Joe RoganhostShaka Senghorguest
Jul 22, 20252h 43mWatch on YouTube ↗

CHAPTERS

  1. 0:00 – 1:55

    Shaka’s Detroit childhood: abuse, running away, and first exposure to street life

    Shaka Senghor describes growing up in a seemingly stable working-class Detroit household that was privately abusive. Running away at 13, he quickly learns the reality of street culture when he’s robbed at gunpoint, shattering his childhood innocence.

  2. 1:55 – 2:54

    A 13-year-old drug dealer: money, survival, and the “hustler” myth

    Shaka explains how he stayed in the drug economy despite escalating violence around him. He contrasts the cultural glorification of hustling with the reality of a child navigating an adult world during the crack epidemic.

  3. 2:54 – 6:00

    Getting shot at 17: revenge, fear, and carrying a gun daily

    A shooting at 17 becomes a pivotal turning point. After being left without an ambulance response and receiving minimal psychological support, Shaka’s fear hardens into a commitment to shoot first and carry a gun everywhere.

  4. 6:00 – 10:27

    The homicide at 19: escalation, instant regret, and a 17–40 year sentence

    Shaka recounts the night a verbal altercation after a party escalated into him firing four shots that killed a man. He describes the immediate spiritual/emotional recognition that he’d done something irreversible, followed by arrest, conviction, and sentencing.

  5. 10:27 – 16:08

    County jail reality and a doomed escape attempt

    Entering Wayne County Jail feels like entering a war zone, with daily fights and constant tests of dominance.
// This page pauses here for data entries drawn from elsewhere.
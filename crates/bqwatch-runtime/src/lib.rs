//! # bqwatch-runtime
//!
//! Brings Cloud Monitoring resources to their declared state:
//!
//! - [`client::MonitoringClient`] is the capability boundary to the cloud.
//!   Adapters implement it; [`memory::InMemoryClient`] is the test double.
//! - [`reconciler::Reconciler`] applies create-or-skip (metric, channel,
//!   policy) or overwrite (dashboard) to a single resource.
//! - [`pipeline::Pipeline`] runs the four reconciliations in dependency order
//!   and collects a [`report::DeploymentReport`].

pub mod client;
pub mod memory;
pub mod pipeline;
pub mod reconciler;
pub mod report;

pub use client::{ClientError, ClientOp, MonitoringClient};
pub use memory::InMemoryClient;
pub use pipeline::{FailurePolicy, Pipeline};
pub use reconciler::{ReconcileAction, ReconcileError, ReconcileOutcome, Reconciler};
pub use report::{DeploymentReport, StepReport, StepStatus};
//! # bqwatch-core
//!
//! Shared types for bqwatch:
//! - [`config`]: the validated deployment configuration ([`BqwatchConfig`])
//! - [`spec`]: desired-state payloads for each monitoring resource
//! - resource identity types used by the reconciler ([`ResourceDescriptor`],
//!   [`ResourceHandle`])

use serde::{Deserialize, Serialize};
use std::fmt;

pub mod config;
pub mod spec;

pub use config::{BqwatchConfig, ByteSize, ConfigError, DashboardConfig};
pub use spec::{
    AlertPolicySpec, ChannelSpec, DashboardSpec, MetricSpec, ReconciliationSpec,
};

/// The kinds of Cloud Monitoring resources bqwatch manages.
#[derive(Debug, Clone, Copy, PartialEq, Eq, Hash, PartialOrd, Ord, Serialize, Deserialize)]
#[serde(rename_all = "snake_case")]
pub enum ResourceKind {
    Metric,
    NotificationChannel,
    AlertPolicy,
    Dashboard,
}

/// How a resource kind is brought to its desired state.
#[derive(Debug, Clone, Copy, PartialEq, Eq)]
pub enum WriteMode {
    /// Create when absent, leave untouched when present.
    CreateOrSkip,
    /// Always write the declared document, replacing whatever exists.
    Overwrite,
}

impl ResourceKind {
    /// Pipeline order.
    pub const ALL: [ResourceKind; 4] = [
        ResourceKind::Metric,
        ResourceKind::NotificationChannel,
        ResourceKind::AlertPolicy,
        ResourceKind::Dashboard,
    ];

    pub fn write_mode(self) -> WriteMode {
        match self {
            ResourceKind::Dashboard => WriteMode::Overwrite,
            _ => WriteMode::CreateOrSkip,
        }
    }

    pub fn as_str(self) -> &'static str {
        match self {
            ResourceKind::Metric => "metric",
            ResourceKind::NotificationChannel => "notification_channel",
            ResourceKind::AlertPolicy => "alert_policy",
            ResourceKind::Dashboard => "dashboard",
        }
    }
}

impl fmt::Display for ResourceKind {
    fn fmt(&self, f: &mut fmt::Formatter<'_>) -> fmt::Result {
        f.write_str(self.as_str())
    }
}

/// Identifies a target resource by `{kind, name, project}`.
///
/// `name` is the metric id for metrics and the display name for every other
/// kind. It is unique within `{kind, project}`.
#[derive(Debug, Clone, PartialEq, Eq, Hash, Serialize, Deserialize)]
pub struct ResourceDescriptor {
    pub kind: ResourceKind,
    pub name: String,
    pub project: String,
}

impl ResourceDescriptor {
    pub fn new(
        kind: ResourceKind,
        name: impl Into<String>,
        project: impl Into<String>,
    ) -> Result<Self, ConfigError> {
        let name = name.into();
        let project = project.into();
        if name.trim().is_empty() {
            return Err(ConfigError::Invalid(format!("{kind} name must not be empty")));
        }
        if project.trim().is_empty() {
            return Err(ConfigError::MissingProject);
        }
        Ok(Self {
            kind,
            name,
            project,
        })
    }
}

impl fmt::Display for ResourceDescriptor {
    fn fmt(&self, f: &mut fmt::Formatter<'_>) -> fmt::Result {
        write!(f, "{} '{}' in project '{}'", self.kind, self.name, self.project)
    }
}

/// Opaque identifier handed back by the monitoring backend, e.g.
/// `projects/acme/notificationChannels/123`.
#[derive(Debug, Clone, PartialEq, Eq, Hash, Serialize, Deserialize)]
#[serde(transparent)]
pub struct ResourceHandle(String);

impl ResourceHandle {
    pub fn new(id: impl Into<String>) -> Self {
        Self(id.into())
    }

    /// Placeholder handle used when a dry run skips a write.
    pub fn pending(descriptor: &ResourceDescriptor) -> Self {
        Self(format!("<pending:{}/{}>", descriptor.kind, descriptor.name))
    }

    pub fn is_pending(&self) -> bool {
        self.0.starts_with("<pending:")
    }

    pub fn as_str(&self) -> &str {
        &self.0
    }
}

impl fmt::Display for ResourceHandle {
    fn fmt(&self, f: &mut fmt::Formatter<'_>) -> fmt::Result {
        f.write_str(&self.0)
    }
}
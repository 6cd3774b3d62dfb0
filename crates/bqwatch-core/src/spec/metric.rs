//! Log-based metric extracting billed bytes from BigQuery audit logs.

use serde::Serialize;
use serde_json::json;

use crate::BqwatchConfig;

/// Audit-log field carrying the billed bytes of a completed query job.
pub const BILLED_BYTES_FIELD: &str =
    "protoPayload.metadata.jobChange.job.jobStats.queryStats.totalBilledBytes";

/// Audit-log field identifying who ran the job.
pub const REQUESTER_FIELD: &str = "protoPayload.authenticationInfo.principalEmail";

/// Metric label holding the requester identity.
pub const USER_LABEL: &str = "user";

/// Logging filter selecting completed BigQuery jobs that billed any bytes.
pub fn completed_jobs_filter() -> String {
    [
        r#"resource.type="bigquery_project""#.to_string(),
        r#"log_id("cloudaudit.googleapis.com/data_access")"#.to_string(),
        r#"protoPayload.metadata.jobChange.after="DONE""#.to_string(),
        format!("{BILLED_BYTES_FIELD}>0"),
    ]
    .join(" AND ")
}

#[derive(Debug, Clone, PartialEq, Serialize)]
pub struct MetricSpec {
    pub name: String,
    pub description: String,
    pub filter: String,
}

impl MetricSpec {
    pub fn from_config(config: &BqwatchConfig) -> Self {
        Self {
            name: config.metric_name.clone(),
            description: "Bytes billed per completed BigQuery query job, labelled by requester"
                .to_string(),
            filter: completed_jobs_filter(),
        }
    }

    /// Fully-qualified type used by monitoring filters.
    pub fn metric_type(&self) -> String {
        format!("logging.googleapis.com/user/{}", self.name)
    }

    /// `LogMetric` resource document.
    pub fn to_payload(&self) -> serde_json::Value {
        json!({
            "name": self.name,
            "description": self.description,
            "filter": self.filter,
            "metricDescriptor": {
                "metricKind": "DELTA",
                "valueType": "DISTRIBUTION",
                "unit": "By",
                "displayName": "BigQuery billed bytes",
                "labels": [{
                    "key": USER_LABEL,
                    "valueType": "STRING",
                    "description": "Principal that ran the query job"
                }]
            },
            "valueExtractor": format!("EXTRACT({BILLED_BYTES_FIELD})"),
            "labelExtractors": {
                USER_LABEL: format!("EXTRACT({REQUESTER_FIELD})")
            },
            "bucketOptions": {
                "exponentialBuckets": {
                    "numFiniteBuckets": 64,
                    "growthFactor": 2,
                    "scale": 1
                }
            }
        })
    }
}
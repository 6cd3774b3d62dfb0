//! Alerting policy on the hourly sum of billed bytes.

use serde::Serialize;
use serde_json::json;
use std::collections::BTreeMap;

use crate::{BqwatchConfig, ByteSize, ResourceHandle};

#[derive(Debug, Clone, PartialEq, Serialize)]
pub struct AlertPolicySpec {
    pub display_name: String,
    /// Fully-qualified metric type the condition watches.
    pub metric_type: String,
    pub threshold: ByteSize,
    pub window_seconds: u64,
    pub notification_channels: Vec<ResourceHandle>,
    pub user_labels: BTreeMap<String, String>,
}

impl AlertPolicySpec {
    /// Build the policy once the metric type and channel are known.
    pub fn from_config(
        config: &BqwatchConfig,
        metric_type: impl Into<String>,
        channel: ResourceHandle,
    ) -> Self {
        Self {
            display_name: config.policy_name.clone(),
            metric_type: metric_type.into(),
            threshold: config.threshold_bytes,
            window_seconds: config.window_seconds,
            notification_channels: vec![channel],
            user_labels: config.labels.clone(),
        }
    }

    pub fn alignment_period(&self) -> String {
        format!("{}s", self.window_seconds)
    }

    fn window_label(&self) -> String {
        match self.window_seconds {
            s if s % 3600 == 0 => format!("{}h", s / 3600),
            s => format!("{}m", s / 60),
        }
    }

    /// The single threshold condition.
    pub fn condition(&self) -> serde_json::Value {
        json!({
            "displayName": format!(
                "Billed bytes above {} per {}",
                self.threshold,
                self.window_label()
            ),
            "conditionThreshold": {
                "filter": format!(
                    r#"metric.type="{}" AND resource.type="bigquery_project""#,
                    self.metric_type
                ),
                "aggregations": [{
                    "alignmentPeriod": self.alignment_period(),
                    "perSeriesAligner": "ALIGN_SUM",
                    "crossSeriesReducer": "REDUCE_SUM"
                }],
                "comparison": "COMPARISON_GT",
                "thresholdValue": self.threshold.as_f64(),
                "duration": "0s",
                "trigger": { "count": 1 }
            }
        })
    }

    /// `AlertPolicy` resource document.
    pub fn to_payload(&self) -> serde_json::Value {
        json!({
            "displayName": self.display_name,
            "documentation": {
                "content": format!(
                    "BigQuery billed more than {} within {}. Check the top offenders chart on the cost dashboard.",
                    self.threshold,
                    self.window_label()
                ),
                "mimeType": "text/markdown"
            },
            "userLabels": self.user_labels,
            "combiner": "OR",
            "conditions": [self.condition()],
            "notificationChannels": self.notification_channels,
            "enabled": true
        })
    }
}
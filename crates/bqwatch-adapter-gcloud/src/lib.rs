//! `gcloud`-backed [`MonitoringClient`].
//!
//! Every call shells out to the Cloud SDK using whatever account and
//! project the caller is authenticated as. Payloads are written to a
//! temporary JSON file for the lifetime of the call. A non-zero exit is
//! returned as [`ClientError::CommandFailed`]; retries are left to gcloud.

use async_trait::async_trait;
use bqwatch_core::{ReconciliationSpec, ResourceDescriptor, ResourceHandle, ResourceKind};
use bqwatch_runtime::{ClientError, ClientOp, MonitoringClient};
use serde_json::Value;
use std::io::Write;
use tempfile::NamedTempFile;

pub mod args;
pub mod runner;

pub use runner::{CommandOutput, CommandRunner, ProcessRunner};

use runner::display_command;

pub const DEFAULT_PROGRAM: &str = "gcloud";

pub struct GcloudClient<R: CommandRunner = ProcessRunner> {
    runner: R,
    program: String,
}

impl GcloudClient<ProcessRunner> {
    pub fn new() -> Self {
        Self::with_runner(ProcessRunner)
    }
}

impl Default for GcloudClient<ProcessRunner> {
    fn default() -> Self {
        Self::new()
    }
}

impl<R: CommandRunner> GcloudClient<R> {
    pub fn with_runner(runner: R) -> Self {
        Self {
            runner,
            program: DEFAULT_PROGRAM.to_string(),
        }
    }

    /// Use a different executable, e.g. a pinned SDK install.
    pub fn with_program(mut self, program: impl Into<String>) -> Self {
        self.program = program.into();
        self
    }

    pub fn runner(&self) -> &R {
        &self.runner
    }

    /// Run gcloud and return stdout, failing on a non-zero exit.
    async fn exec(&self, argv: &[String]) -> Result<String, ClientError> {
        let output = self.runner.run(&self.program, argv).await?;
        if !output.success {
            return Err(ClientError::CommandFailed {
                command: display_command(&self.program, argv),
                status: output
                    .code
                    .map(|c| format!("exit code {c}"))
                    .unwrap_or_else(|| "signal".to_string()),
                stderr: output.stderr.trim().to_string(),
            });
        }
        Ok(output.stdout)
    }

    async fn exec_json(
        &self,
        descriptor: &ResourceDescriptor,
        mut argv: Vec<String>,
    ) -> Result<Value, ClientError> {
        argv.extend(args::common(&descriptor.project));
        let stdout = self.exec(&argv).await?;
        if stdout.trim().is_empty() {
            return Ok(Value::Null);
        }
        serde_json::from_str(&stdout).map_err(|e| ClientError::UnexpectedOutput {
            command: display_command(&self.program, &argv),
            message: format!("invalid JSON: {e}"),
        })
    }

    /// Fail with [`ClientError::NotInstalled`] unless gcloud runs.
    pub async fn ensure_installed(&self) -> Result<(), ClientError> {
        let version = self.exec(&["--version".to_string()]).await.map_err(|e| match e {
            ClientError::CommandFailed { .. } => ClientError::NotInstalled {
                program: self.program.clone(),
            },
            other => other,
        })?;
        tracing::debug!(
            version = version.lines().next().unwrap_or_default(),
            "Found gcloud"
        );
        Ok(())
    }

    /// The project gcloud is configured for, if any.
    pub async fn active_project(&self) -> Result<Option<String>, ClientError> {
        let stdout = self
            .exec(&[
                "config".to_string(),
                "get-value".to_string(),
                "project".to_string(),
            ])
            .await?;
        let project = stdout.trim();
        if project.is_empty() || project == "(unset)" {
            Ok(None)
        } else {
            Ok(Some(project.to_string()))
        }
    }

    /// `name`s of every listed resource matching the descriptor, sorted.
    async fn list_names(
        &self,
        descriptor: &ResourceDescriptor,
        spec: &ReconciliationSpec,
    ) -> Result<Vec<(String, Value)>, ClientError> {
        let listed = self.exec_json(descriptor, args::list(descriptor, spec)).await?;
        let items = match listed {
            Value::Null => Vec::new(),
            Value::Array(items) => items,
            other => {
                return Err(ClientError::UnexpectedOutput {
                    command: format!("{} list", args::group(descriptor.kind).join(" ")),
                    message: format!("expected a JSON array, got {other}"),
                });
            }
        };

        let mut named: Vec<(String, Value)> = items
            .into_iter()
            .filter_map(|item| {
                let name = item.get("name")?.as_str()?.to_string();
                Some((name, item))
            })
            .collect();
        named.sort_by(|a, b| a.0.cmp(&b.0));
        Ok(named)
    }

    async fn submit(
        &self,
        descriptor: &ResourceDescriptor,
        payload: &Value,
        build: impl FnOnce(&std::path::Path) -> Vec<String>,
    ) -> Result<Value, ClientError> {
        let file = write_payload(payload)?;
        self.exec_json(descriptor, build(file.path())).await
    }
}

fn write_payload(payload: &Value) -> Result<NamedTempFile, ClientError> {
    let mut file = tempfile::Builder::new()
        .prefix("bqwatch-")
        .suffix(".json")
        .tempfile()
        .map_err(|e| ClientError::Payload(e.to_string()))?;
    serde_json::to_writer_pretty(&mut file, payload)
        .map_err(|e| ClientError::Payload(e.to_string()))?;
    file.flush().map_err(|e| ClientError::Payload(e.to_string()))?;
    Ok(file)
}

/// Log metrics are listed and echoed by short id; qualify it.
fn metric_handle(descriptor: &ResourceDescriptor) -> ResourceHandle {
    ResourceHandle::new(format!(
        "projects/{}/metrics/{}",
        descriptor.project, descriptor.name
    ))
}

fn created_handle(
    descriptor: &ResourceDescriptor,
    output: &Value,
) -> Result<ResourceHandle, ClientError> {
    if descriptor.kind == ResourceKind::Metric {
        return Ok(metric_handle(descriptor));
    }
    output
        .get("name")
        .and_then(Value::as_str)
        .map(ResourceHandle::new)
        .ok_or_else(|| ClientError::UnexpectedOutput {
            command: format!("{} create", args::group(descriptor.kind).join(" ")),
            message: "response has no resource name".to_string(),
        })
}

#[async_trait]
impl<R: CommandRunner> MonitoringClient for GcloudClient<R> {
    async fn find(
        &self,
        descriptor: &ResourceDescriptor,
        spec: &ReconciliationSpec,
    ) -> Result<Option<ResourceHandle>, ClientError> {
        let named = self.list_names(descriptor, spec).await?;
        if named.len() > 1 {
            tracing::warn!(
                kind = %descriptor.kind,
                name = %descriptor.name,
                matches = named.len(),
                "Several existing resources match, using the first"
            );
        }
        if descriptor.kind == ResourceKind::Metric {
            return Ok(named.first().map(|_| metric_handle(descriptor)));
        }
        Ok(named.into_iter().next().map(|(name, _)| ResourceHandle::new(name)))
    }

    async fn create(
        &self,
        descriptor: &ResourceDescriptor,
        spec: &ReconciliationSpec,
    ) -> Result<ResourceHandle, ClientError> {
        let output = self
            .submit(descriptor, &spec.to_payload(), |path| args::create(descriptor, path))
            .await?;
        created_handle(descriptor, &output)
    }

    /// Dashboards are upserted by display name: an existing one is replaced
    /// in place using its current etag, otherwise a new one is created.
    async fn update(
        &self,
        descriptor: &ResourceDescriptor,
        spec: &ReconciliationSpec,
    ) -> Result<ResourceHandle, ClientError> {
        if descriptor.kind != ResourceKind::Dashboard {
            return Err(ClientError::Unsupported {
                kind: descriptor.kind,
                op: ClientOp::Update,
            });
        }

        let mut payload = spec.to_payload();
        let existing = self.list_names(descriptor, spec).await?.into_iter().next();

        let Some((name, current)) = existing else {
            tracing::debug!(name = %descriptor.name, "No dashboard yet, creating");
            return self.create(descriptor, spec).await;
        };

        if let (Some(etag), Value::Object(fields)) = (current.get("etag"), &mut payload) {
            fields.insert("etag".to_string(), etag.clone());
        }
        self.submit(descriptor, &payload, |path| args::update_dashboard(&name, path))
            .await?;
        Ok(ResourceHandle::new(name))
    }
}
use async_trait::async_trait;
use bqwatch_core::{ReconciliationSpec, ResourceDescriptor, ResourceHandle, ResourceKind};
use std::fmt;
use thiserror::Error;

/// Operations a backend exposes per resource kind.
#[derive(Debug, Clone, Copy, PartialEq, Eq, Hash)]
pub enum ClientOp {
    Find,
    Create,
    Update,
}

impl fmt::Display for ClientOp {
    fn fmt(&self, f: &mut fmt::Formatter<'_>) -> fmt::Result {
        f.write_str(match self {
            ClientOp::Find => "find",
            ClientOp::Create => "create",
            ClientOp::Update => "update",
        })
    }
}

/// Errors raised by a monitoring backend.
///
/// No attempt is made to tell transient from permanent failures.
#[derive(Debug, Error)]
pub enum ClientError {
    #[error("`{program}` is not installed or not on PATH")]
    NotInstalled { program: String },

    #[error("failed to spawn `{command}`")]
    Spawn {
        command: String,
        #[source]
        source: std::io::Error,
    },

    #[error("`{command}` exited with {status}: {stderr}")]
    CommandFailed {
        command: String,
        status: String,
        stderr: String,
    },

    #[error("unexpected output from `{command}`: {message}")]
    UnexpectedOutput { command: String, message: String },

    #[error("failed to prepare payload: {0}")]
    Payload(String),

    #[error("{op} is not supported for {kind}")]
    Unsupported { kind: ResourceKind, op: ClientOp },

    #[error("backend error: {0}")]
    Backend(String),
}

/// Capability to query and mutate monitoring resources.
///
/// `find` returns `None` when no resource matches the descriptor. Channels
/// are matched on their contact address as well as kind.
#[async_trait]
pub trait MonitoringClient: Send + Sync {
    /// Look up an existing resource matching `descriptor`.
    async fn find(
        &self,
        descriptor: &ResourceDescriptor,
        spec: &ReconciliationSpec,
    ) -> Result<Option<ResourceHandle>, ClientError>;

    /// Create the resource. Called only after `find` returned `None`.
    async fn create(
        &self,
        descriptor: &ResourceDescriptor,
        spec: &ReconciliationSpec,
    ) -> Result<ResourceHandle, ClientError>;

    /// Write the resource unconditionally, replacing any existing one with
    /// the same identity.
    async fn update(
        &self,
        descriptor: &ResourceDescriptor,
        spec: &ReconciliationSpec,
    ) -> Result<ResourceHandle, ClientError>;
}
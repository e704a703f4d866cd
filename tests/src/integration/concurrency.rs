//! # Concurrent Publishing and Dispatch
//!
//! Several publishers and dispatchers sharing one store and one handler
//! registry.

#[cfg(test)]
mod tests {
    use std::sync::atomic::{AtomicUsize, Ordering};
    use std::sync::Arc;

    use typed_bus::HandlerMode;

    use crate::integration::support::{settle, Ack, Pair, Ping};

    #[tokio::test(flavor = "multi_thread", worker_threads = 4)]
    async fn test_parallel_publishers_lose_nothing() {
        let pair = Pair::new();
        let hits = Arc::new(AtomicUsize::new(0));
        let counter = Arc::clone(&hits);
        pair.receiver
            .add_handler(
                move |_: &Ping| {
                    counter.fetch_add(1, Ordering::SeqCst);
                    Ok(())
                },
                HandlerMode::Persistent,
            )
            .unwrap();
        let running = pair.receiver.register().await.unwrap();

        let mut tasks = Vec::new();
        for worker in 0..8u64 {
            let publisher = pair.sender.publisher();
            tasks.push(tokio::spawn(async move {
                for i in 0..50u64 {
                    publisher.publish(&Ping { seq: worker * 1000 + i }).await;
                }
            }));
        }
        for task in tasks {
            task.await.unwrap();
        }
        settle(&running, 400).await;

        assert_eq!(hits.load(Ordering::SeqCst), 400);
        assert_eq!(pair.store.dropped(), 0);
    }

    #[tokio::test(flavor = "multi_thread", worker_threads = 4)]
    async fn test_one_time_handler_shared_by_two_dispatchers() {
        let pair = Pair::new();
        let once = Arc::new(AtomicUsize::new(0));
        let always = Arc::new(AtomicUsize::new(0));

        let counter = Arc::clone(&once);
        pair.receiver
            .add_one_time_handler(move |_: &Ack| {
                counter.fetch_add(1, Ordering::SeqCst);
                Ok(())
            })
            .unwrap();
        let counter = Arc::clone(&always);
        pair.receiver
            .add_handler(
                move |_: &Ack| {
                    counter.fetch_add(1, Ordering::SeqCst);
                    Ok(())
                },
                HandlerMode::Persistent,
            )
            .unwrap();

        // Both dispatchers see every message and race for the one-time slot.
        let first = pair.receiver.register().await.unwrap();
        let second = pair.receiver.register().await.unwrap();

        for i in 0..20 {
            pair.sender.publish(&Ack { id: format!("ack-{i}") }).await;
        }
        settle(&first, 20).await;
        settle(&second, 20).await;

        assert_eq!(once.load(Ordering::SeqCst), 1);
        assert_eq!(always.load(Ordering::SeqCst), 40);
    }

    #[tokio::test(flavor = "multi_thread", worker_threads = 4)]
    async fn test_registration_while_dispatching() {
        let pair = Pair::new();
        let running = pair.receiver.register().await.unwrap();
        let hits = Arc::new(AtomicUsize::new(0));

        let publisher = pair.sender.publisher();
        let publishing = tokio::spawn(async move {
            for seq in 0..200u64 {
                publisher.publish(&Ping { seq }).await;
                tokio::task::yield_now().await;
            }
        });

        for _ in 0..10 {
            let counter = Arc::clone(&hits);
            pair.receiver
                .add_handler(
                    move |_: &Ping| {
                        counter.fetch_add(1, Ordering::SeqCst);
                        Ok(())
                    },
                    HandlerMode::Persistent,
                )
                .unwrap();
            tokio::task::yield_now().await;
        }
        publishing.await.unwrap();
        settle(&running, 200).await;

        assert_eq!(pair.receiver.handlers().handler_count("it.Ping"), 10);
        // Deliveries after the last registration reach all ten handlers.
        let before = hits.load(Ordering::SeqCst);
        pair.sender.publish(&Ping { seq: 999 }).await;
        settle(&running, 201).await;
        assert_eq!(hits.load(Ordering::SeqCst), before + 10);
    }
}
Shaka shares an attempted escape plot that collapses quickly and lands him in solitary and additional charges.

  6. 16:08 – 21:37

    Seven years in solitary: chaos, “shit wars,” and psychological damage

    Shaka details the brutality of solitary confinement: extreme isolation, constant noise, mental illness concentration, and dehumanizing conditions. He describes bizarre tactics inmates use to antagonize each other and how the environment erodes sanity.

  7. 21:37 – 25:57

    Building a ‘university’ routine: reading, workouts, and mental survival

    To avoid psychological collapse, Shaka structures his days like a university schedule. Literacy becomes his lifeline—allowing philosophy, history, and inspirational texts to keep him oriented toward growth.

  8. 25:57 – 35:49

    Why he kept returning to solitary: violence, institutional escalation, and regret

    Shaka explains the incidents that sent him to solitary multiple times—assaults, prison conflicts, and especially a fight with an officer that nearly resulted in a death. He reflects on how anger-driven reactions compounded his incarceration and risk.

  9. 35:49 – 48:01

    Turning point: his son’s letter, journaling honesty, and writing a book in 30 days

    A letter from Shaka’s son—‘Dad, don’t kill’—triggers a deeper self-reckoning. He starts journaling to trace his trauma and choices, challenges himself to finish something, and writes a novel in 30 days using a makeshift pen grip.

  10. 48:01 – 1:02:24

    From solitary to mentorship: warden letter, teaching others to read, and self-publishing

    Shaka writes the warden a philosophical appeal anchored in accountability and a promise to mentor and write. After release from solitary, he types manuscripts, tutors others using relatable books, learns self-publishing, and faces a state lawsuit seeking profits for incarceration costs.

  11. 1:02:24 – 1:11:22

    Parole denial and the bigger system: labels, incentives, and rehabilitation failures

    Despite transformation, Shaka’s parole hearing is handled curtly—he’s treated as a category rather than a person. The conversation broadens to structural incentives that prioritize punishment over rehabilitation, including private prisons, expensive phone calls, and prosecutorial overreach.

  12. 1:11:22 – 2:43:15

    Reentry, purpose, and ‘How to Be Free’: gratitude, vulnerability, and modern imprisonment

    Shaka connects external freedom with internal freedom—arguing many people outside prison remain emotionally incarcerated by shame, grief, and comparison. He discusses gratitude practices, journaling as brutal honesty, forgiveness, and building healthier male friendships through vulnerability.